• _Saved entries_
//! Inline value formatters.
//!
//! Templates reference formatters through the `{{name, format}}` marker
//! form. Each formatter renders a typed placeholder payload under the
//! request locale and effective timezone. Unknown format names are a
//! no-op: the interpolator emits the placeholder's raw value instead.

mod currency;
mod datetime;
mod duration;
pub(crate) mod numeric;

use chrono_tz::Tz;
use serde_json::Value;
use thiserror::Error;

/// Faults raised while rendering a typed placeholder.
///
/// The engine converts these into a structured failure marker on the
/// affected node; the rest of the tree keeps translating.
#[derive(Debug, Error, Clone, PartialEq, Eq)]
pub enum FormatError {
    /// A currency payload had no currency code.
    #[error("Currency code is required")]
    MissingCurrency,
    /// A currency code was not a three-letter ISO 4217 identifier.
    #[error("currency code '{0}' is not a valid ISO 4217 code")]
    InvalidCurrency(String),
    /// A date payload could not be read as ISO 8601, RFC 3339, or epoch
    /// milliseconds.
    #[error("'{0}' is not a valid date value")]
    InvalidDate(String),
    /// A duration payload had no millisecond value.
    #[error("'{0}' is not a valid duration value")]
    InvalidDuration(String),
    /// A currency payload had no numeric amount.
    #[error("'{0}' is not a valid currency amount")]
    InvalidAmount(String),
    /// A timezone name was not a known IANA zone.
    #[error("unknown timezone '{0}'")]
    UnknownTimezone(String),
}

/// Locale and zone context a formatter renders under.
#[derive(Debug, Clone)]
pub struct FormatContext<'a> {
    /// Full request locale tag.
    pub locale: &'a str,
    /// Engine-level timezone, overridden by a payload-level zone.
    pub timezone: Option<Tz>,
}

/// Dispatch a named formatter.
///
/// Returns `None` for an unknown format name so the caller can fall back
/// to the placeholder's raw value.
pub fn apply(name: &str, value: &Value, ctx: &FormatContext<'_>) -> Option<Result<String, FormatError>> {
    match name {
        "date" => Some(datetime::format_date(value, ctx)),
        "time" => Some(datetime::format_time(value, ctx)),
        "datetime" => Some(datetime::format_datetime(value, ctx)),
        "duration" => Some(duration::format(value, ctx)),
        "currency" => Some(currency::format(value, ctx)),
        _ => None,
    }
}
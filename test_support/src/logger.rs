//! Recording logger double.

use std::sync::Mutex;

use kotoba::logging::Logger;

/// Logger that captures every message for later assertions.
#[derive(Debug, Default)]
pub struct RecordingLogger {
    warnings: Mutex<Vec<String>>,
    errors: Mutex<Vec<String>>,
}

impl RecordingLogger {
    /// Create an empty recorder.
    #[must_use]
    pub fn new() -> Self {
        Self::default()
    }

    /// Warnings captured so far, in order.
    #[must_use]
    pub fn warnings(&self) -> Vec<String> {
        self.warnings
            .lock()
            .unwrap_or_else(std::sync::PoisonError::into_inner)
            .clone()
    }

    /// Errors captured so far, in order.
    #[must_use]
    pub fn errors(&self) -> Vec<String> {
        self.errors
            .lock()
            .unwrap_or_else(std::sync::PoisonError::into_inner)
            .clone()
    }
}

impl Logger for RecordingLogger {
    fn warn(&self, message: &str) {
        self.warnings
            .lock()
            .unwrap_or_else(std::sync::PoisonError::into_inner)
            .push(message.to_owned());
    }

    fn error(&self, message: &str) {
        self.errors
            .lock()
            .unwrap_or_else(std::sync::PoisonError::into_inner)
            .push(message.to_owned());
    }
}
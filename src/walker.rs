//! Recursive tree walker.
//!
//! The walk is two-phase: a collection pass gathers every translation key
//! in the tree so the loader can fetch them in one batch, then a
//! resolution pass produces a deep-cloned output with each valid node
//! replaced by its resolution. Resolved output is terminal and never
//! re-walked, and the input value is never mutated.

use serde_json::Value;

use crate::engine::Engine;
use crate::node;

/// Collect the template keys of every valid translation node, depth
/// first.
///
/// Invalid nodes are ordinary mappings and are walked into, so keys
/// nested under them are still collected.
#[must_use]
pub fn collect_keys(value: &Value) -> Vec<String> {
    let mut keys = Vec::new();
    collect_into(value, &mut keys);
    keys
}

fn collect_into(value: &Value, keys: &mut Vec<String>) {
    if let Some(request) = node::parse_node(value) {
        keys.push(request.key);
        return;
    }
    match value {
        Value::Object(map) => {
            for member in map.values() {
                collect_into(member, keys);
            }
        }
        Value::Array(items) => {
            for item in items {
                collect_into(item, keys);
            }
        }
        _ => {}
    }
}

/// Produce a deep-cloned copy of `value` with every valid translation
/// node resolved at its position.
///
/// Mappings keep their key order and sequences their element order;
/// scalars pass through unchanged.
#[must_use]
pub fn resolve_tree(value: &Value, engine: &Engine) -> Value {
    if let Some(request) = node::parse_node(value) {
        return engine.resolve_node(&request, value);
    }
    match value {
        Value::Object(map) => Value::Object(
            map.iter()
                .map(|(key, member)| (key.clone(), resolve_tree(member, engine)))
                .collect(),
        ),
        Value::Array(items) => Value::Array(
            items.iter().map(|item| resolve_tree(item, engine)).collect(),
        ),
        scalar => scalar.clone(),
    }
}

#[cfg(test)]
mod tests {
    use super::*;
    use crate::engine::{Engine, EngineConfig};
    use rstest::rstest;
    use serde_json::json;

    fn engine() -> Engine {
        let engine = Engine::init(EngineConfig::default());
        engine.add_translations("en", &json!({"howdy": "Howdy"}));
        engine
    }

    #[rstest]
    #[case(json!(null))]
    #[case(json!(true))]
    #[case(json!(42))]
    #[case(json!(13.5))]
    #[case(json!("plain text"))]
    #[case(json!([1, "two", null]))]
    #[case(json!({"a": {"b": [1, 2]}}))]
    fn values_without_nodes_pass_through(#[case] value: Value) {
        assert_eq!(resolve_tree(&value, &engine()), value);
        assert!(collect_keys(&value).is_empty());
    }

    #[test]
    fn nodes_resolve_in_place() {
        let value = json!({"nested": {"object": {"@translate": {"key": "howdy"}}}});
        let out = resolve_tree(&value, &engine());
        assert_eq!(out, json!({"nested": {"object": "Howdy"}}));
    }

    #[test]
    fn collection_is_depth_first_and_complete() {
        let value = json!({
            "a": {"@translate": {"key": "first"}},
            "b": [{"@translate": {"key": "second"}}],
            "c": {"deep": {"@translate": {"key": "third"}}},
        });
        assert_eq!(collect_keys(&value), ["first", "second", "third"]);
    }

    #[test]
    fn invalid_nodes_are_walked_into() {
        // The extra key invalidates the outer node; the inner one still
        // counts.
        let value = json!({
            "@translate": {"key": "outer"},
            "extra": {"@translate": {"key": "inner"}},
        });
        assert_eq!(collect_keys(&value), ["inner"]);

        let out = resolve_tree(&value, &engine());
        assert_eq!(out.get("@translate"), value.get("@translate"));
    }

    #[test]
    fn key_order_is_preserved() {
        let value = json!({"z": 1, "a": {"@translate": {"key": "howdy"}}, "m": 3});
        let out = resolve_tree(&value, &engine());
        let keys: Vec<&str> = out
            .as_object()
            .expect("object")
            .keys()
            .map(String::as_str)
            .collect();
        assert_eq!(keys, ["z", "a", "m"]);
    }

    #[test]
    fn input_is_not_mutated() {
        let value = json!({"greeting": {"@translate": {"key": "howdy"}}});
        let snapshot = value.clone();
        let _ = resolve_tree(&value, &engine());
        assert_eq!(value, snapshot);
    }

    #[test]
    fn resolution_output_is_terminal() {
        // A template that renders to node-shaped text stays text.
        let engine = Engine::init(EngineConfig::default());
        engine.add_translations(
            "en",
            &json!({"tricky": "{\"@translate\": {\"key\": \"howdy\"}}"}),
        );
        let value = json!({"@translate": {"key": "tricky"}});
        let out = resolve_tree(&value, &engine);
        assert_eq!(
            out,
            json!("{\"@translate\": {\"key\": \"howdy\"}}"),
        );
    }
}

• _THE PROBLEM_
Give back every entry exactly.

• _TASK RESULT_
//! Inline value formatters.
//!
//! Templates reference formatters through the `{{name, format}}` marker
//! form. Each formatter renders a typed placeholder payload under the
//! request locale and effective timezone. Unknown format names are a
//! no-op: the interpolator emits the placeholder's raw value instead.

mod currency;
mod datetime;
mod duration;
pub(crate) mod numeric;

use chrono_tz::Tz;
use serde_json::Value;
use thiserror::Error;

/// Faults raised while rendering a typed placeholder.
///
/// The engine converts these into a structured failure marker on the
/// affected node; the rest of the tree keeps translating.
#[derive(Debug, Error, Clone, PartialEq, Eq)]
pub enum FormatError {
    /// A currency payload had no currency code.
    #[error("Currency code is required")]
    MissingCurrency,
    /// A currency code was not a three-letter ISO 4217 identifier.
    #[error("currency code '{0}' is not a valid ISO 4217 code")]
    InvalidCurrency(String),
    /// A date payload could not be read as ISO 8601, RFC 3339, or epoch
    /// milliseconds.
    #[error("'{0}' is not a valid date value")]
    InvalidDate(String),
    /// A duration payload had no millisecond value.
    #[error("'{0}' is not a valid duration value")]
    InvalidDuration(String),
    /// A currency payload had no numeric amount.
    #[error("'{0}' is not a valid currency amount")]
    InvalidAmount(String),
    /// A timezone name was not a known IANA zone.
    #[error("unknown timezone '{0}'")]
    UnknownTimezone(String),
}

/// Locale and zone context a formatter renders under.
#[derive(Debug, Clone)]
pub struct FormatContext<'a> {
    /// Full request locale tag.
    pub locale: &'a str,
    /// Engine-level timezone, overridden by a payload-level zone.
    pub timezone: Option<Tz>,
}

/// Dispatch a named formatter.
///
/// Returns `None` for an unknown format name so the caller can fall back
/// to the placeholder's raw value.
pub fn apply(name: &str, value: &Value, ctx: &FormatContext<'_>) -> Option<Result<String, FormatError>> {
    match name {
        "date" => Some(datetime::format_date(value, ctx)),
        "time" => Some(datetime::format_time(value, ctx)),
        "datetime" => Some(datetime::format_datetime(value, ctx)),
        "duration" => Some(duration::format(value, ctx)),
        "currency" => Some(currency::format(value, ctx)),
        _ => None,
    }
}
filename test_support/src/logger.rs
//! Recording logger double.

use std::sync::Mutex;

use kotoba::logging::Logger;

/// Logger that captures every message for later assertions.
#[derive(Debug, Default)]
pub struct RecordingLogger {
    warnings: Mutex<Vec<String>>,
    errors: Mutex<Vec<String>>,
}

impl RecordingLogger {
    /// Create an empty recorder.
    #[must_use]
    pub fn new() -> Self {
        Self::default()
    }

    /// Warnings captured so far, in order.
    #[must_use]
    pub fn warnings(&self) -> Vec<String> {
        self.warnings
            .lock()
            .unwrap_or_else(std::sync::PoisonError::into_inner)
            .clone()
    }

    /// Errors captured so far, in order.
    #[must_use]
    pub fn errors(&self) -> Vec<String> {
        self.errors
            .lock()
            .unwrap_or_else(std::sync::PoisonError::into_inner)
            .clone()
    }
}

impl Logger for RecordingLogger {
    fn warn(&self, message: &str) {
        self.warnings
            .lock()
            .unwrap_or_else(std::sync::PoisonError::into_inner)
            .push(message.to_owned());
    }

    fn error(&self, message: &str) {
        self.errors
            .lock()
            .unwrap_or_else(std::sync::PoisonError::into_inner)
            .push(message.to_owned());
    }
}
filename src/walker.rs
//! Recursive tree walker.
//!
//! The walk is two-phase: a collection pass gathers every translation key
//! in the tree so the loader can fetch them in one batch, then a
//! resolution pass produces a deep-cloned output with each valid node
//! replaced by its resolution. Resolved output is terminal and never
//! re-walked, and the input value is never mutated.

use serde_json::Value;

use crate::engine::Engine;
use crate::node;

/// Collect the template keys of every valid translation node, depth
/// first.
///
/// Invalid nodes are ordinary mappings and are walked into, so keys
/// nested under them are still collected.
#[must_use]
pub fn collect_keys(value: &Value) -> Vec<String> {
    let mut keys = Vec::new();
    collect_into(value, &mut keys);
    keys
}

fn collect_into(value: &Value, keys: &mut Vec<String>) {
    if let Some(request) = node::parse_node(value) {
        keys.push(request.key);
        return;
    }
    match value {
        Value::Object(map) => {
            for member in map.values() {
                collect_into(member, keys);
            }
        }
        Value::Array(items) => {
            for item in items {
                collect_into(item, keys);
            }
        }
        _ => {}
    }
}

/// Produce a deep-cloned copy of `value` with every valid translation
/// node resolved at its position.
///
/// Mappings keep their key order and sequences their element order;
/// scalars pass through unchanged.
#[must_use]
pub fn resolve_tree(value: &Value, engine: &Engine) -> Value {
    if let Some(request) = node::parse_node(value) {
        return engine.resolve_node(&request, value);
    }
    match value {
        Value::Object(map) => Value::Object(
            map.iter()
                .map(|(key, member)| (key.clone(), resolve_tree(member, engine)))
                .collect(),
        ),
        Value::Array(items) => Value::Array(
            items.iter().map(|item| resolve_tree(item, engine)).collect(),
        ),
        scalar => scalar.clone(),
    }
}

#[cfg(test)]
mod tests {
    use super::*;
    use crate::engine::{Engine, EngineConfig};
    use rstest::rstest;
    use serde_json::json;

    fn engine() -> Engine {
        let engine = Engine::init(EngineConfig::default());
        engine.add_translations("en", &json!({"howdy": "Howdy"}));
        engine
    }

    #[rstest]
    #[case(json!(null))]
    #[case(json!(true))]
    #[case(json!(42))]
    #[case(json!(13.5))]
    #[case(json!("plain text"))]
    #[case(json!([1, "two", null]))]
    #[case(json!({"a": {"b": [1, 2]}}))]
    fn values_without_nodes_pass_through(#[case] value: Value) {
        assert_eq!(resolve_tree(&value, &engine()), value);
        assert!(collect_keys(&value).is_empty());
    }

    #[test]
    fn nodes_resolve_in_place() {
        let value = json!({"nested": {"object": {"@translate": {"key": "howdy"}}}});
        let out = resolve_tree(&value, &engine());
        assert_eq!(out, json!({"nested": {"object": "Howdy"}}));
    }

    #[test]
    fn collection_is_depth_first_and_complete() {
        let value = json!({
            "a": {"@translate": {"key": "first"}},
            "b": [{"@translate": {"key": "second"}}],
            "c": {"deep": {"@translate": {"key": "third"}}},
        });
        assert_eq!(collect_keys(&value), ["first", "second", "third"]);
    }

    #[test]
    fn invalid_nodes_are_walked_into() {
        // The extra key invalidates the outer node; the inner one still
        // counts.
        let value = json!({
            "@translate": {"key": "outer"},
            "extra": {"@translate": {"key": "inner"}},
        });
        assert_eq!(collect_keys(&value), ["inner"]);

        let out = resolve_tree(&value, &engine());
        assert_eq!(out.get("@translate"), value.get("@translate"));
    }

    #[test]
    fn key_order_is_preserved() {
        let value = json!({"z": 1, "a": {"@translate": {"key": "howdy"}}, "m": 3});
        let out = resolve_tree(&value, &engine());
        let keys: Vec<&str> = out
            .as_object()
            .expect("object")
            .keys()
            .map(String::as_str)
            .collect();
        assert_eq!(keys, ["z", "a", "m"]);
    }

    #[test]
    fn input_is_not_mutated() {
        let value = json!({"greeting": {"@translate": {"key": "howdy"}}});
        let snapshot = value.clone();
        let _ = resolve_tree(&value, &engine());
        assert_eq!(value, snapshot);
    }

    #[test]
    fn resolution_output_is_terminal() {
        // A template that renders to node-shaped text stays text.
        let engine = Engine::init(EngineConfig::default());
        engine.add_translations(
            "en",
            &json!({"tricky": "{\"@translate\": {\"key\": \"howdy\"}}"}),
        );
        let value = json!({"@translate": {"key": "tricky"}});
        let out = resolve_tree(&value, &engine);
        assert_eq!(
            out,
            json!("{\"@translate\": {\"key\": \"howdy\"}}"),
        );
    }
}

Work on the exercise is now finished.